What this task involves: Search the listing below for the word "bank" and copy each line that holds it.

Content starts

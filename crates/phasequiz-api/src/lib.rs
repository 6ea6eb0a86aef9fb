//! HTTP API for the phase quiz game.
//!
//! This crate provides an Axum HTTP server that exposes:
//!
//! - **Game endpoints** for starting sessions, recording phase results
//!   and finishing games
//! - **Analytics** over all sessions for the admin dashboard
//! - **Admin endpoints** for token and phase configuration, the question
//!   bank and administrator capabilities
//!
//! # Architecture
//!
//! Handlers are thin: they parse and validate the request, call one
//! [`QuizStore`](phasequiz_core::QuizStore) operation (or a core helper
//! built on it) and shape the JSON response. All rules live in
//! `phasequiz-core`, so the router runs unchanged over the `PostgreSQL`
//! store in production and the in-memory store in tests.

pub mod admin;
pub mod dto;
pub mod error;
pub mod extract;
pub mod handlers;
pub mod router;
pub mod server;
pub mod state;

// Re-export primary types for convenience.
pub use error::ApiError;
pub use router::build_router;
pub use server::{ServerConfig, ServerError, start_server};
pub use state::AppState;
//! Derived read-only views over stored records.

use phasequiz_types::{GameSession, SessionRecord, SessionSummary};

/// Seconds the session has lasted.
///
/// For completed sessions this is creation to completion; otherwise it
/// is creation to the last update.
pub fn session_duration_secs(session: &GameSession) -> i64 {
    let end = match (session.completed, session.completed_at) {
        (true, Some(done)) => done,
        _ => session.updated_at,
    };
    end.signed_duration_since(session.created_at).num_seconds()
}

/// Number of phases with a recorded result.
pub fn phases_completed(record: &SessionRecord) -> u32 {
    u32::try_from(record.phase_results.len()).unwrap_or(u32::MAX)
}

/// List-endpoint projection of a session.
pub fn summarize(record: &SessionRecord) -> SessionSummary {
    let s = &record.session;
    SessionSummary {
        id: s.id,
        team_name: s.team_name.clone(),
        total_tokens: s.total_tokens,
        current_phase: s.current_phase,
        phases_completed: phases_completed(record),
        completed: s.completed,
        created_at: s.created_at,
    }
}

#[cfg(test)]
#[allow(clippy::unwrap_used)]
mod tests {
    use chrono::{TimeDelta, Utc};
    use phasequiz_types::PhaseCompletion;

    use super::*;
    use crate::progress::complete_phase;

    #[test]
    fn duration_uses_completion_when_finished() {
        let t0 = Utc::now();
        let mut session = GameSession::new("Lynx", t0);
        session.updated_at = t0 + TimeDelta::seconds(40);
        assert_eq!(session_duration_secs(&session), 40);

        session.completed = true;
        session.completed_at = Some(t0 + TimeDelta::seconds(300));
        assert_eq!(session_duration_secs(&session), 300);
    }

    #[test]
    fn summary_counts_results() {
        let now = Utc::now();
        let mut record = SessionRecord {
            session: GameSession::new("Lynx", now),
            phase_results: Vec::new(),
        };
        for phase_number in [1, 2] {
            let completion = PhaseCompletion {
                phase_number,
                tokens_earned: 10,
                time_spent: None,
                answers_data: None,
            };
            complete_phase(&mut record, completion, now).unwrap();
        }
        let summary = summarize(&record);
        assert_eq!(summary.phases_completed, 2);
        assert_eq!(summary.total_tokens, 20);
        assert_eq!(summary.current_phase, 3);
        assert_eq!(summary.team_name, "Lynx");
    }
}
//! Axum router construction for the quiz API.
//!
//! Assembles the game and admin routes into a single [`Router`] with
//! CORS middleware enabled for the browser client and admin panel.

use std::sync::Arc;

use axum::Router;
use axum::routing::{get, post, put};
use phasequiz_core::QuizStore;
use tower_http::cors::{Any, CorsLayer};
use tower_http::trace::TraceLayer;

use crate::admin;
use crate::handlers;
use crate::state::AppState;

/// Build the complete Axum router over `state`.
///
/// Static segments such as `/api/sessions/analytics` take precedence
/// over the `{id}` captures next to them.
///
/// CORS is configured to allow any origin for development. In
/// production this should be restricted.
pub fn build_router<S: QuizStore>(state: Arc<AppState<S>>) -> Router {
    let cors = CorsLayer::new()
        .allow_origin(Any)
        .allow_methods(Any)
        .allow_headers(Any);

    Router::new()
        .route("/health", get(handlers::health))
        // Sessions
        .route(
            "/api/sessions",
            get(handlers::list_sessions::<S>).post(handlers::create_session::<S>),
        )
        .route("/api/sessions/analytics", get(handlers::analytics::<S>))
        .route(
            "/api/sessions/{id}",
            get(handlers::get_session::<S>).delete(handlers::delete_session::<S>),
        )
        .route(
            "/api/sessions/{id}/complete_phase",
            post(handlers::complete_phase::<S>),
        )
        .route(
            "/api/sessions/{id}/complete_game",
            post(handlers::complete_game::<S>),
        )
        .route("/api/phases", get(handlers::list_phase_results::<S>))
        // Token configuration
        .route(
            "/api/token-configs",
            get(admin::list_token_configs::<S>).post(admin::create_token_config::<S>),
        )
        .route("/api/token-configs/active", get(admin::active_token_configs::<S>))
        .route("/api/token-configs/defaults", get(admin::default_rewards))
        .route("/api/token-configs/presets", get(admin::reward_presets))
        .route(
            "/api/token-configs/bulk_update",
            post(admin::bulk_update_token_configs::<S>),
        )
        .route("/api/token-configs/{phase}", put(admin::update_token_config::<S>))
        // Phase configuration
        .route(
            "/api/phase-configs",
            get(admin::list_phase_configs::<S>).post(admin::create_phase_config::<S>),
        )
        .route("/api/phase-configs/enabled", get(admin::enabled_phase_configs::<S>))
        .route("/api/phase-configs/{phase}", put(admin::update_phase_config::<S>))
        // Question bank
        .route(
            "/api/questions",
            get(admin::list_questions::<S>).post(admin::create_question::<S>),
        )
        .route("/api/questions/random", get(admin::random_questions::<S>))
        .route(
            "/api/questions/{id}",
            get(admin::get_question::<S>)
                .put(admin::update_question::<S>)
                .delete(admin::delete_question::<S>),
        )
        // Administrators
        .route(
            "/api/admins/{user_id}",
            get(admin::get_admin::<S>).put(admin::put_admin::<S>),
        )
        .layer(cors)
        .layer(TraceLayer::new_for_http())
        .with_state(state)
}
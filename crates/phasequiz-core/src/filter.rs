//! Filter criteria for list queries.
//!
//! Each filter is a plain struct of optional predicates. The in-memory
//! store evaluates them with `matches`; the `PostgreSQL` store translates
//! the same structs into `WHERE` clauses. Combinations can therefore be
//! tested without a web layer or a database.

use chrono::{DateTime, Utc};
use phasequiz_types::{GameSession, PhaseResult, Question, QuestionType, SessionId};

/// Criteria for listing game sessions.
#[derive(Debug, Clone, Default, PartialEq, Eq)]
pub struct SessionFilter {
    /// Only sessions with this completion state.
    pub completed: Option<bool>,
    /// Only sessions currently in this phase.
    pub phase: Option<i32>,
    /// Only sessions created at or after this instant.
    pub date_from: Option<DateTime<Utc>>,
    /// Only sessions created at or before this instant.
    pub date_to: Option<DateTime<Utc>>,
}

impl SessionFilter {
    /// Whether `session` satisfies every set criterion.
    pub fn matches(&self, session: &GameSession) -> bool {
        if let Some(completed) = self.completed
            && session.completed != completed
        {
            return false;
        }
        if let Some(phase) = self.phase
            && session.current_phase != phase
        {
            return false;
        }
        if let Some(from) = self.date_from
            && session.created_at < from
        {
            return false;
        }
        if let Some(to) = self.date_to
            && session.created_at > to
        {
            return false;
        }
        true
    }
}

/// Criteria for listing phase results.
#[derive(Debug, Clone, Default, PartialEq, Eq)]
pub struct PhaseResultFilter {
    /// Only results belonging to this session.
    pub session: Option<SessionId>,
    /// Only results for this phase.
    pub phase: Option<i32>,
}

impl PhaseResultFilter {
    /// Whether `result` satisfies every set criterion.
    pub fn matches(&self, result: &PhaseResult) -> bool {
        self.session.is_none_or(|s| result.session_id == s)
            && self.phase.is_none_or(|p| result.phase_number == p)
    }
}

/// Criteria for listing or sampling questions.
#[derive(Debug, Clone, Default, PartialEq, Eq)]
pub struct QuestionFilter {
    /// Only questions for this phase.
    pub phase: Option<i32>,
    /// Only questions of this type.
    pub question_type: Option<QuestionType>,
    /// Skip inactive questions.
    pub active_only: bool,
}

impl QuestionFilter {
    /// Whether `question` satisfies every set criterion.
    pub fn matches(&self, question: &Question) -> bool {
        (!self.active_only || question.is_active)
            && self.phase.is_none_or(|p| question.phase_number == p)
            && self.question_type.is_none_or(|t| question.question_type == t)
    }

    /// The same criteria restricted to active questions.
    #[must_use]
    pub const fn active(mut self) -> Self {
        self.active_only = true;
        self
    }
}
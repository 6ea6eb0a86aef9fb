//! In-process [`QuizStore`] backed by hash maps behind one
//! [`tokio::sync::RwLock`].
//!
//! Used for local play without a database and as the store behind the
//! API integration tests. Every mutation runs inside a single write-lock
//! critical section, which makes `complete_phase` atomic and serializes
//! concurrent completions on the same session.

use std::collections::{BTreeMap, HashMap};

use chrono::Utc;
use phasequiz_types::{
    AdminUser, AdminUserId, AdminUserInput, GameSession, PhaseCompletion, PhaseConfigId,
    PhaseConfigInput, PhaseConfiguration, PhaseResult, Question, QuestionId, QuestionInput,
    SessionId, SessionProgress, SessionRecord, TokenConfigId, TokenConfigInput,
    TokenConfiguration,
};
use tokio::sync::RwLock;

use crate::error::QuizError;
use crate::filter::{PhaseResultFilter, QuestionFilter, SessionFilter};
use crate::phase_config::validate_phase_config;
use crate::progress;
use crate::questions::{select_random_questions, validate_question};
use crate::store::QuizStore;
use crate::token_config::validate_token_config;

#[derive(Debug, Default)]
struct Tables {
    sessions: HashMap<SessionId, SessionRecord>,
    token_configs: BTreeMap<i32, TokenConfiguration>,
    phase_configs: BTreeMap<i32, PhaseConfiguration>,
    questions: HashMap<QuestionId, Question>,
    admins: HashMap<String, AdminUser>,
}

/// A [`QuizStore`] that keeps everything in memory.
#[derive(Debug, Default)]
pub struct MemoryStore {
    tables: RwLock<Tables>,
}

impl MemoryStore {
    /// An empty store.
    pub fn new() -> Self {
        Self::default()
    }
}

fn session_not_found(id: SessionId) -> QuizError {
    QuizError::not_found(format!("session {id}"))
}

fn question_not_found(id: QuestionId) -> QuizError {
    QuizError::not_found(format!("question {id}"))
}

impl QuizStore for MemoryStore {
    async fn create_session(&self, team_name: &str) -> Result<GameSession, QuizError> {
        let session = progress::start_session(team_name, Utc::now())?;
        let mut tables = self.tables.write().await;
        tables.sessions.insert(
            session.id,
            SessionRecord {
                session: session.clone(),
                phase_results: Vec::new(),
            },
        );
        tracing::info!(session_id = %session.id, team = %session.team_name, "session created");
        Ok(session)
    }

    async fn get_session(&self, id: SessionId) -> Result<SessionRecord, QuizError> {
        let tables = self.tables.read().await;
        tables.sessions.get(&id).cloned().ok_or_else(|| session_not_found(id))
    }

    async fn list_sessions(&self, filter: &SessionFilter) -> Result<Vec<SessionRecord>, QuizError> {
        let tables = self.tables.read().await;
        let mut records: Vec<SessionRecord> = tables
            .sessions
            .values()
            .filter(|r| filter.matches(&r.session))
            .cloned()
            .collect();
        records.sort_by(|a, b| {
            b.session
                .created_at
                .cmp(&a.session.created_at)
                .then_with(|| b.session.id.cmp(&a.session.id))
        });
        Ok(records)
    }

    async fn delete_session(&self, id: SessionId) -> Result<(), QuizError> {
        let mut tables = self.tables.write().await;
        tables.sessions.remove(&id).ok_or_else(|| session_not_found(id))?;
        tracing::info!(session_id = %id, "session deleted");
        Ok(())
    }

    async fn complete_phase(
        &self,
        id: SessionId,
        completion: PhaseCompletion,
    ) -> Result<SessionProgress, QuizError> {
        progress::validate_phase_number(completion.phase_number)?;
        let mut tables = self.tables.write().await;
        let record = tables.sessions.get_mut(&id).ok_or_else(|| session_not_found(id))?;
        let outcome = progress::complete_phase(record, completion, Utc::now())?;
        tracing::info!(
            session_id = %id,
            phase = outcome.phase_result.phase_number,
            tokens_total = outcome.session.total_tokens,
            current_phase = outcome.session.current_phase,
            created = outcome.created,
            "phase completed"
        );
        Ok(outcome)
    }

    async fn complete_game(&self, id: SessionId) -> Result<GameSession, QuizError> {
        let mut tables = self.tables.write().await;
        let record = tables.sessions.get_mut(&id).ok_or_else(|| session_not_found(id))?;
        progress::complete_game(&mut record.session, Utc::now());
        tracing::info!(session_id = %id, tokens_total = record.session.total_tokens, "game completed");
        Ok(record.session.clone())
    }

    async fn list_phase_results(
        &self,
        filter: &PhaseResultFilter,
    ) -> Result<Vec<PhaseResult>, QuizError> {
        let tables = self.tables.read().await;
        let mut results: Vec<PhaseResult> = tables
            .sessions
            .values()
            .flat_map(|r| r.phase_results.iter())
            .filter(|pr| filter.matches(pr))
            .cloned()
            .collect();
        results.sort_by_key(|pr| (pr.session_id, pr.phase_number));
        Ok(results)
    }

    async fn list_token_configs(&self) -> Result<Vec<TokenConfiguration>, QuizError> {
        let tables = self.tables.read().await;
        Ok(tables.token_configs.values().cloned().collect())
    }

    async fn upsert_token_config(
        &self,
        input: TokenConfigInput,
    ) -> Result<TokenConfiguration, QuizError> {
        validate_token_config(&input)?;
        let mut tables = self.tables.write().await;
        let id = tables
            .token_configs
            .get(&input.phase_number)
            .map_or_else(TokenConfigId::new, |c| c.id);
        let config = TokenConfiguration {
            id,
            phase_number: input.phase_number,
            min_tokens: input.min_tokens,
            max_tokens: input.max_tokens,
            config_data: input.config_data,
            is_active: input.is_active,
            updated_at: Utc::now(),
        };
        tables.token_configs.insert(config.phase_number, config.clone());
        tracing::info!(
            phase = config.phase_number,
            min_tokens = config.min_tokens,
            max_tokens = config.max_tokens,
            "token configuration saved"
        );
        Ok(config)
    }

    async fn list_phase_configs(&self) -> Result<Vec<PhaseConfiguration>, QuizError> {
        let tables = self.tables.read().await;
        Ok(tables.phase_configs.values().cloned().collect())
    }

    async fn upsert_phase_config(
        &self,
        input: PhaseConfigInput,
    ) -> Result<PhaseConfiguration, QuizError> {
        validate_phase_config(&input)?;
        let mut tables = self.tables.write().await;
        let id = tables
            .phase_configs
            .get(&input.phase_number)
            .map_or_else(PhaseConfigId::new, |c| c.id);
        let config = PhaseConfiguration {
            id,
            phase_number: input.phase_number,
            name: input.name,
            description: input.description,
            time_limit: input.time_limit,
            is_enabled: input.is_enabled,
            config_data: input.config_data,
        };
        tables.phase_configs.insert(config.phase_number, config.clone());
        tracing::info!(phase = config.phase_number, enabled = config.is_enabled, "phase configuration saved");
        Ok(config)
    }

    async fn list_questions(&self, filter: &QuestionFilter) -> Result<Vec<Question>, QuizError> {
        let tables = self.tables.read().await;
        let mut questions: Vec<Question> =
            tables.questions.values().filter(|q| filter.matches(q)).cloned().collect();
        questions.sort_by(|a, b| {
            a.phase_number
                .cmp(&b.phase_number)
                .then_with(|| a.created_at.cmp(&b.created_at))
                .then_with(|| a.id.cmp(&b.id))
        });
        Ok(questions)
    }

    async fn get_question(&self, id: QuestionId) -> Result<Question, QuizError> {
        let tables = self.tables.read().await;
        tables.questions.get(&id).cloned().ok_or_else(|| question_not_found(id))
    }

    async fn create_question(&self, input: QuestionInput) -> Result<Question, QuizError> {
        validate_question(&input)?;
        let question = Question {
            id: QuestionId::new(),
            phase_number: input.phase_number,
            question_type: input.question_type,
            question_text: input.question_text,
            answer_data: input.answer_data,
            difficulty: input.difficulty,
            tokens_value: input.tokens_value,
            is_active: input.is_active,
            created_at: Utc::now(),
        };
        let mut tables = self.tables.write().await;
        tables.questions.insert(question.id, question.clone());
        tracing::info!(question_id = %question.id, phase = question.phase_number, "question created");
        Ok(question)
    }

    async fn update_question(
        &self,
        id: QuestionId,
        input: QuestionInput,
    ) -> Result<Question, QuizError> {
        validate_question(&input)?;
        let mut tables = self.tables.write().await;
        let question = tables.questions.get_mut(&id).ok_or_else(|| question_not_found(id))?;
        question.phase_number = input.phase_number;
        question.question_type = input.question_type;
        question.question_text = input.question_text;
        question.answer_data = input.answer_data;
        question.difficulty = input.difficulty;
        question.tokens_value = input.tokens_value;
        question.is_active = input.is_active;
        tracing::info!(question_id = %id, "question updated");
        Ok(question.clone())
    }

    async fn delete_question(&self, id: QuestionId) -> Result<(), QuizError> {
        let mut tables = self.tables.write().await;
        tables.questions.remove(&id).ok_or_else(|| question_not_found(id))?;
        tracing::info!(question_id = %id, "question deleted");
        Ok(())
    }

    async fn random_questions(
        &self,
        filter: &QuestionFilter,
        count: usize,
    ) -> Result<Vec<Question>, QuizError> {
        let pool: Vec<Question> = {
            let tables = self.tables.read().await;
            tables.questions.values().cloned().collect()
        };
        let mut rng = rand::rng();
        Ok(select_random_questions(pool, filter, count, &mut rng))
    }

    async fn get_admin(&self, user_id: &str) -> Result<AdminUser, QuizError> {
        let tables = self.tables.read().await;
        tables
            .admins
            .get(user_id)
            .cloned()
            .ok_or_else(|| QuizError::not_found(format!("admin user {user_id}")))
    }

    async fn upsert_admin(&self, input: AdminUserInput) -> Result<AdminUser, QuizError> {
        if input.user_id.trim().is_empty() {
            return Err(QuizError::validation("user_id must not be empty"));
        }
        let mut tables = self.tables.write().await;
        let (id, created_at) = tables
            .admins
            .get(&input.user_id)
            .map_or_else(|| (AdminUserId::new(), Utc::now()), |a| (a.id, a.created_at));
        let admin = AdminUser {
            id,
            user_id: input.user_id,
            can_modify_tokens: input.can_modify_tokens,
            can_modify_phases: input.can_modify_phases,
            can_view_analytics: input.can_view_analytics,
            can_manage_sessions: input.can_manage_sessions,
            created_at,
        };
        tables.admins.insert(admin.user_id.clone(), admin.clone());
        tracing::info!(user_id = %admin.user_id, "admin capabilities saved");
        Ok(admin)
    }
}
//! Question bank rules and random sampling.

use phasequiz_types::{Question, QuestionInput};
use rand::Rng;
use rand::seq::SliceRandom;

use crate::error::QuizError;
use crate::filter::QuestionFilter;
use crate::progress::validate_phase_number;

/// Lowest difficulty rating.
pub const MIN_DIFFICULTY: i32 = 1;
/// Highest difficulty rating.
pub const MAX_DIFFICULTY: i32 = 5;

/// Validate a question write.
///
/// # Errors
///
/// Returns [`QuizError::Validation`] for an invalid phase, a blank
/// prompt, a difficulty outside 1..=5, or a negative token value.
pub fn validate_question(input: &QuestionInput) -> Result<(), QuizError> {
    validate_phase_number(input.phase_number)?;
    if input.question_text.trim().is_empty() {
        return Err(QuizError::validation("question_text must not be empty"));
    }
    if !(MIN_DIFFICULTY..=MAX_DIFFICULTY).contains(&input.difficulty) {
        return Err(QuizError::validation(format!(
            "difficulty must be between {MIN_DIFFICULTY} and {MAX_DIFFICULTY}, got {}",
            input.difficulty
        )));
    }
    if input.tokens_value < 0 {
        return Err(QuizError::validation("tokens_value must not be negative"));
    }
    Ok(())
}

/// Pick up to `count` active questions matching `filter`, uniformly at
/// random and without replacement.
///
/// When fewer questions match than requested, all of them are returned
/// in random order.
pub fn select_random_questions<R: Rng + ?Sized>(
    pool: Vec<Question>,
    filter: &QuestionFilter,
    count: usize,
    rng: &mut R,
) -> Vec<Question> {
    let active = filter.clone().active();
    let mut matching: Vec<Question> = pool.into_iter().filter(|q| active.matches(q)).collect();
    matching.shuffle(rng);
    matching.truncate(count);
    matching
}

#[cfg(test)]
mod tests {
    use std::collections::HashSet;

    use chrono::Utc;
    use phasequiz_types::{QuestionId, QuestionType};
    use rand::SeedableRng;
    use rand::rngs::StdRng;

    use super::*;

    fn question(phase_number: i32, question_type: QuestionType, is_active: bool) -> Question {
        Question {
            id: QuestionId::new(),
            phase_number,
            question_type,
            question_text: "Unscramble: PRETNRUEENR".to_owned(),
            answer_data: serde_json::json!({"answer": "ENTREPRENEUR"}),
            difficulty: 2,
            tokens_value: 10,
            is_active,
            created_at: Utc::now(),
        }
    }

    fn input() -> QuestionInput {
        QuestionInput {
            phase_number: 1,
            question_type: QuestionType::Anagram,
            question_text: "Unscramble".to_owned(),
            answer_data: serde_json::json!({}),
            difficulty: 3,
            tokens_value: 10,
            is_active: true,
        }
    }

    #[test]
    fn undersupply_returns_every_match() {
        let pool = vec![
            question(1, QuestionType::Anagram, true),
            question(1, QuestionType::Anagram, true),
            question(1, QuestionType::WordSearch, true),
            question(1, QuestionType::Anagram, false),
        ];
        let mut rng = StdRng::seed_from_u64(7);
        let picked = select_random_questions(pool, &QuestionFilter::default(), 100, &mut rng);
        assert_eq!(picked.len(), 3);
        assert!(picked.iter().all(|q| q.is_active));
    }

    #[test]
    fn sample_is_without_replacement() {
        let pool: Vec<Question> =
            (0..20).map(|_| question(2, QuestionType::MultipleChoice, true)).collect();
        let mut rng = StdRng::seed_from_u64(42);
        let picked = select_random_questions(pool, &QuestionFilter::default(), 5, &mut rng);
        assert_eq!(picked.len(), 5);
        let ids: HashSet<QuestionId> = picked.iter().map(|q| q.id).collect();
        assert_eq!(ids.len(), 5);
    }

    #[test]
    fn filters_apply_before_sampling() {
        let pool = vec![
            question(1, QuestionType::Anagram, true),
            question(2, QuestionType::Anagram, true),
            question(1, QuestionType::TrueFalse, true),
        ];
        let filter = QuestionFilter {
            phase: Some(1),
            question_type: Some(QuestionType::Anagram),
            active_only: false,
        };
        let mut rng = StdRng::seed_from_u64(1);
        let picked = select_random_questions(pool, &filter, 5, &mut rng);
        assert_eq!(picked.len(), 1);
        assert!(picked.iter().all(|q| q.phase_number == 1 && q.question_type == QuestionType::Anagram));
    }

    #[test]
    fn zero_count_and_empty_pool() {
        let mut rng = StdRng::seed_from_u64(3);
        let pool = vec![question(1, QuestionType::Anagram, true)];
        assert!(select_random_questions(pool, &QuestionFilter::default(), 0, &mut rng).is_empty());
        assert!(select_random_questions(Vec::new(), &QuestionFilter::default(), 5, &mut rng).is_empty());
    }

    #[test]
    fn question_validation() {
        assert!(validate_question(&input()).is_ok());
        assert!(validate_question(&QuestionInput { difficulty: 0, ..input() }).is_err());
        assert!(validate_question(&QuestionInput { difficulty: 6, ..input() }).is_err());
        assert!(validate_question(&QuestionInput { phase_number: 7, ..input() }).is_err());
        assert!(validate_question(&QuestionInput { question_text: " ".to_owned(), ..input() }).is_err());
        assert!(validate_question(&QuestionInput { tokens_value: -1, ..input() }).is_err());
    }
}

Content ends

The completed task:
//!   bank and administrator capabilities
        // Question bank
//! Question bank rules and random sampling.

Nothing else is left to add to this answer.